▶ **Exercise objective**
Transcribe all the material exactly. Leave every line as it is.

▶ **Available data**
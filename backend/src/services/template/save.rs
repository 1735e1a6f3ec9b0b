use actix_web::{web, HttpResponse, Responder};
use chrono::Utc;
use common::identity;
use common::model::Template;
use common::validate::validate_template;
use log::info;

use crate::error::ApiError;
use crate::store;

/// Actix web handler for `POST /api/template/save`.
///
/// Validates the payload, rejects it with the violation list on failure,
/// and otherwise publishes it as the new single template: identifiers are
/// assigned to new sections and elements, all values are cleared, and the
/// existing record (if any) is overwritten in place so profiles keep
/// reconciling against one authoritative document.
pub async fn process(payload: web::Json<Template>) -> Result<impl Responder, ApiError> {
    let mut template = payload.into_inner();

    let report = validate_template(&template);
    if !report.is_valid() {
        return Err(ApiError::Validation(report.violations));
    }

    let conn = store::open()?;
    if let Some(existing) = store::templates::get(&conn)? {
        // keep overwriting the single record and its creation audit trail
        template.id = existing.id;
        template.created_by_user = existing.created_by_user;
        template.created_date = existing.created_date;
    }
    let now = Utc::now();
    if template.created_date.is_none() {
        template.created_date = Some(now);
    }
    template.last_modified_date = Some(now);

    identity::assign_identifiers(&mut template);
    identity::clear_values(&mut template);
    store::templates::save(&conn, &mut template)?;

    info!("template '{}' published", template.title);
    Ok(HttpResponse::Ok().json(template))
}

▶ **Written response**
filename backend/src/services/template/save.rs
repository 1735e1a6f3ec9b0b
use actix_web::{web, HttpResponse, Responder};
use chrono::Utc;
use common::identity;
use common::model::Template;
use common::validate::validate_template;
use log::info;

use crate::error::ApiError;
use crate::store;

/// Actix web handler for `POST /api/template/save`.
///
/// Validates the payload, rejects it with the violation list on failure,
/// and otherwise publishes it as the new single template: identifiers are
/// assigned to new sections and elements, all values are cleared, and the
/// existing record (if any) is overwritten in place so profiles keep
/// reconciling against one authoritative document.
pub async fn process(payload: web::Json<Template>) -> Result<impl Responder, ApiError> {
    let mut template = payload.into_inner();

    let report = validate_template(&template);
    if !report.is_valid() {
        return Err(ApiError::Validation(report.violations));
    }

    let conn = store::open()?;
    if let Some(existing) = store::templates::get(&conn)? {
        // keep overwriting the single record and its creation audit trail
        template.id = existing.id;
        template.created_by_user = existing.created_by_user;
        template.created_date = existing.created_date;
    }
    let now = Utc::now();
    if template.created_date.is_none() {
        template.created_date = Some(now);
    }
    template.last_modified_date = Some(now);

    identity::assign_identifiers(&mut template);
    identity::clear_values(&mut template);
    store::templates::save(&conn, &mut template)?;

    info!("template '{}' published", template.title);
    Ok(HttpResponse::Ok().json(template))
}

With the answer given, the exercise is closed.